*** Exercise data Section Begins ***

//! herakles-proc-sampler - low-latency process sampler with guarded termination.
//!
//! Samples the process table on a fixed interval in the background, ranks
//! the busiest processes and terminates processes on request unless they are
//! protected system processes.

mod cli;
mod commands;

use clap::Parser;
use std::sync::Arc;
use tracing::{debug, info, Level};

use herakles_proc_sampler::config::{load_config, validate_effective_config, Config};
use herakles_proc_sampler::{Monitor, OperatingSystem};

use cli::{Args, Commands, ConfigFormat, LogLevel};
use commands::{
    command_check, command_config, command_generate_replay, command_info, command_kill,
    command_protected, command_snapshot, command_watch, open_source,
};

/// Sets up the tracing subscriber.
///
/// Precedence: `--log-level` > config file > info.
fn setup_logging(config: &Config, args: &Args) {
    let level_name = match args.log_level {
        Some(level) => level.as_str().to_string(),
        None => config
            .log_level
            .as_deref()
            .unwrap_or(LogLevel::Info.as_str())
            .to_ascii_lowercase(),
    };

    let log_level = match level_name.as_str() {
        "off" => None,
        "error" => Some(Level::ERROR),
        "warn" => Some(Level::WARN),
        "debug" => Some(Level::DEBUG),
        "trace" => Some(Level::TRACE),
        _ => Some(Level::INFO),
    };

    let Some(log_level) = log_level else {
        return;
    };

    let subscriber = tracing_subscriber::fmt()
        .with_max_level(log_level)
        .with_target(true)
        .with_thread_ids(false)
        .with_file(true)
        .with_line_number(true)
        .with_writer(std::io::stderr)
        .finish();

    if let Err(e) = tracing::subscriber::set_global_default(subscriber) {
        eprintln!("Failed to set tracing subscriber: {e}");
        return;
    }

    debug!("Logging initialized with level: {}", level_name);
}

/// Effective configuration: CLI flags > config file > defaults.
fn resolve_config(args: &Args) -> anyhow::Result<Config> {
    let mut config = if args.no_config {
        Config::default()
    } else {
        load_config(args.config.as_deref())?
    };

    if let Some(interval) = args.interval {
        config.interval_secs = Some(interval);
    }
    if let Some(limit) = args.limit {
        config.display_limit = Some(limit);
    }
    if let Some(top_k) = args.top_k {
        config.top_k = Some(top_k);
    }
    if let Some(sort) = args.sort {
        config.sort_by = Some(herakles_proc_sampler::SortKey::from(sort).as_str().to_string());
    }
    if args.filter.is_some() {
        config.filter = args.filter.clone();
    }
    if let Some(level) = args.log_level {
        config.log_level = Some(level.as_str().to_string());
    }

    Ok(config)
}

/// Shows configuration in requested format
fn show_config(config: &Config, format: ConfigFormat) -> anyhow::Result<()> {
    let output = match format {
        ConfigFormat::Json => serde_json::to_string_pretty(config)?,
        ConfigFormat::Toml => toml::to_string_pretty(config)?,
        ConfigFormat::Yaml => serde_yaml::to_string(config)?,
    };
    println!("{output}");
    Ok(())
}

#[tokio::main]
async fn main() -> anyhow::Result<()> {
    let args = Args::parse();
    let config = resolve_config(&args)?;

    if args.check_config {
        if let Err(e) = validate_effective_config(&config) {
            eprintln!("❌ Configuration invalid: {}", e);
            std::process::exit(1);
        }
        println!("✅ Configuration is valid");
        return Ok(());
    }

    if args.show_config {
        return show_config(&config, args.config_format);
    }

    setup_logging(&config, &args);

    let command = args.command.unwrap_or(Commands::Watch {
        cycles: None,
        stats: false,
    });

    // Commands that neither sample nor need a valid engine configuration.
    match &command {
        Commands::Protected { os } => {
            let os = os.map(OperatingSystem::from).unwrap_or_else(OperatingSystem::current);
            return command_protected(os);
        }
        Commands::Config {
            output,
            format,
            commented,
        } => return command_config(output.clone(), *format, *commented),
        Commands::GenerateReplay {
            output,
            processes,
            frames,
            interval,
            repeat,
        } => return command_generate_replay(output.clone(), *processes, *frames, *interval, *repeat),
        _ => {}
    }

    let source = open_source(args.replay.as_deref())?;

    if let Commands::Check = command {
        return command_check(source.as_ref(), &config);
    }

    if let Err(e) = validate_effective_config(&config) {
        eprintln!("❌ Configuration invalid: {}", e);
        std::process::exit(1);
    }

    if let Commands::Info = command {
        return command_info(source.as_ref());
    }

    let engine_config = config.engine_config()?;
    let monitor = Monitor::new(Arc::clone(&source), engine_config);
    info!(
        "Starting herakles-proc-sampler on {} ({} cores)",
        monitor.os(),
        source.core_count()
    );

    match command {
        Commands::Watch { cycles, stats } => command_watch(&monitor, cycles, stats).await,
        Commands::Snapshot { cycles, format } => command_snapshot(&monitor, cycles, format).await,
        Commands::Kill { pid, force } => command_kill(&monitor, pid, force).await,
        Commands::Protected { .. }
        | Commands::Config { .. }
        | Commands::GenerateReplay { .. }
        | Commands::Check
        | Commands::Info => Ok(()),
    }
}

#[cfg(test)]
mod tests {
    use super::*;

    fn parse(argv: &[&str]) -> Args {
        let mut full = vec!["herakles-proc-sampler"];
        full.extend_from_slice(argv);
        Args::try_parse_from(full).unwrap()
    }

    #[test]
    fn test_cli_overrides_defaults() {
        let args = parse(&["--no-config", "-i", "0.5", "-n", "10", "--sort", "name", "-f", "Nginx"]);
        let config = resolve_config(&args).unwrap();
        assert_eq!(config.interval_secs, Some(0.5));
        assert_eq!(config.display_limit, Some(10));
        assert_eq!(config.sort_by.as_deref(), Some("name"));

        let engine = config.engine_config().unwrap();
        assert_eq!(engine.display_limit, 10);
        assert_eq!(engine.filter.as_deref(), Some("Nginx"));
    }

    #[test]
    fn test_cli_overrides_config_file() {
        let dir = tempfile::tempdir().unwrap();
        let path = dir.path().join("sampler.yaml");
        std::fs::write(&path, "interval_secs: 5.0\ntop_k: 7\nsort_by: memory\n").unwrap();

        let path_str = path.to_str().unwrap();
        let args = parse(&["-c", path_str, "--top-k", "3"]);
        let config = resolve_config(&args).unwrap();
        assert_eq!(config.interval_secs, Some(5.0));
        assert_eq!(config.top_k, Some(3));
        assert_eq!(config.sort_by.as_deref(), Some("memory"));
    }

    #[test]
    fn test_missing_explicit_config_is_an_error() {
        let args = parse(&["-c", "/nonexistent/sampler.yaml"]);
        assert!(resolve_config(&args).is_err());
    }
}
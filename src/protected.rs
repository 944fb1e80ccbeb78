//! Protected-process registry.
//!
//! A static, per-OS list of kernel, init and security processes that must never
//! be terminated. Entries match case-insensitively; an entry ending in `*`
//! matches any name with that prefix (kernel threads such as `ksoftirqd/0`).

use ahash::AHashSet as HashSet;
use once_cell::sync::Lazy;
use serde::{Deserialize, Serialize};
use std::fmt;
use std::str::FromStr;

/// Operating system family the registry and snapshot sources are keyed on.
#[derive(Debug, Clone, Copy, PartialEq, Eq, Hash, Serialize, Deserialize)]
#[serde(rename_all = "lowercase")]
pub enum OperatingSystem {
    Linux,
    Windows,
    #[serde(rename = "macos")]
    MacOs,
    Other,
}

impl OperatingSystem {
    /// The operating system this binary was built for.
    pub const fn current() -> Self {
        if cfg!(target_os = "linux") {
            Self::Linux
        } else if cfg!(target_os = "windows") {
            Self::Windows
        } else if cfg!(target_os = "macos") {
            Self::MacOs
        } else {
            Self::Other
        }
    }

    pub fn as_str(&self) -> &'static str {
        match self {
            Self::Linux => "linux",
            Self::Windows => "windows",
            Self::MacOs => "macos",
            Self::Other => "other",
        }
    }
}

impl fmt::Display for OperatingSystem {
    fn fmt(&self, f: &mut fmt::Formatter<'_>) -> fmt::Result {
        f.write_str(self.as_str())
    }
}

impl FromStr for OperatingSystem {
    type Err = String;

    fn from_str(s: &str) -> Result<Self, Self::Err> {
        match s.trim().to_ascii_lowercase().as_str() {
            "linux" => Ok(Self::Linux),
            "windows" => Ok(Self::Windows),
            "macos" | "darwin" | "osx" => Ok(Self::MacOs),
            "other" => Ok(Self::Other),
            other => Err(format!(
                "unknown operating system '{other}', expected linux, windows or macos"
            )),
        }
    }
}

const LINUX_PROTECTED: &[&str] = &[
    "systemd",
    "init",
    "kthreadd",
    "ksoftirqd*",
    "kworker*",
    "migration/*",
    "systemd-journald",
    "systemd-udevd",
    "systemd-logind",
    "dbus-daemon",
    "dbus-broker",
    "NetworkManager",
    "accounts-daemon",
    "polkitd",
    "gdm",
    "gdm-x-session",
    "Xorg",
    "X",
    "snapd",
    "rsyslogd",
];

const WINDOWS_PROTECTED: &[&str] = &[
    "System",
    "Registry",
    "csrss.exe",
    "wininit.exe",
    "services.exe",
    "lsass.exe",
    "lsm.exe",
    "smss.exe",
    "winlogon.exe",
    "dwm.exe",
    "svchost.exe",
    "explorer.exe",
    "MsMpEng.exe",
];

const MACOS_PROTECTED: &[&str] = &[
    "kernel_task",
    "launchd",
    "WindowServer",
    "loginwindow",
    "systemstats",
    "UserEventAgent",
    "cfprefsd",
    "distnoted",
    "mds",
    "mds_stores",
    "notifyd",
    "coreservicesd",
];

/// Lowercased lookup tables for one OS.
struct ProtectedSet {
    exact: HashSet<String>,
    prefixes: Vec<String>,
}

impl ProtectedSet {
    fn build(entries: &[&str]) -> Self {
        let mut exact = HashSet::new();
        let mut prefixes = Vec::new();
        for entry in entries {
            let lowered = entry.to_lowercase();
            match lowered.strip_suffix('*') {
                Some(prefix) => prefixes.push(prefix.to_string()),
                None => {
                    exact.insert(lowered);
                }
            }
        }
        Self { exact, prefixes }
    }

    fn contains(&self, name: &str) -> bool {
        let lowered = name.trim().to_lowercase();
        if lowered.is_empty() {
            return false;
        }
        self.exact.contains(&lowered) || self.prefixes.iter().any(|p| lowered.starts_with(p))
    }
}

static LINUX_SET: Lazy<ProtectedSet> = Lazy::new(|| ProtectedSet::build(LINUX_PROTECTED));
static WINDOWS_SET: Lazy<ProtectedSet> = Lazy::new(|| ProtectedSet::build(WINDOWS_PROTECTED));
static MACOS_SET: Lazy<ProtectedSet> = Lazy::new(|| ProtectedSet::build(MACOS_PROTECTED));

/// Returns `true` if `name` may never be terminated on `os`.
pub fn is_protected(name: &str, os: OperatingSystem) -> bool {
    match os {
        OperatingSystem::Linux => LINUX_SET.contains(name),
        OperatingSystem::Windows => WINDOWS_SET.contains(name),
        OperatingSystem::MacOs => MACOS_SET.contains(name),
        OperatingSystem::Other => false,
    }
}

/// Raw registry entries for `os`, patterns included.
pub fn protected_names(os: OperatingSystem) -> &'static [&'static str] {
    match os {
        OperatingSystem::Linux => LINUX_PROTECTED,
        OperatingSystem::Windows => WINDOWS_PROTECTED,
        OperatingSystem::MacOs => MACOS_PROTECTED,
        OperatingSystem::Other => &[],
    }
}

*** Exercise data Section Ends ***

◆ Description of the task
How many of the lines above contain the string "main"? Give the number only.

◆ Answer to this problem
2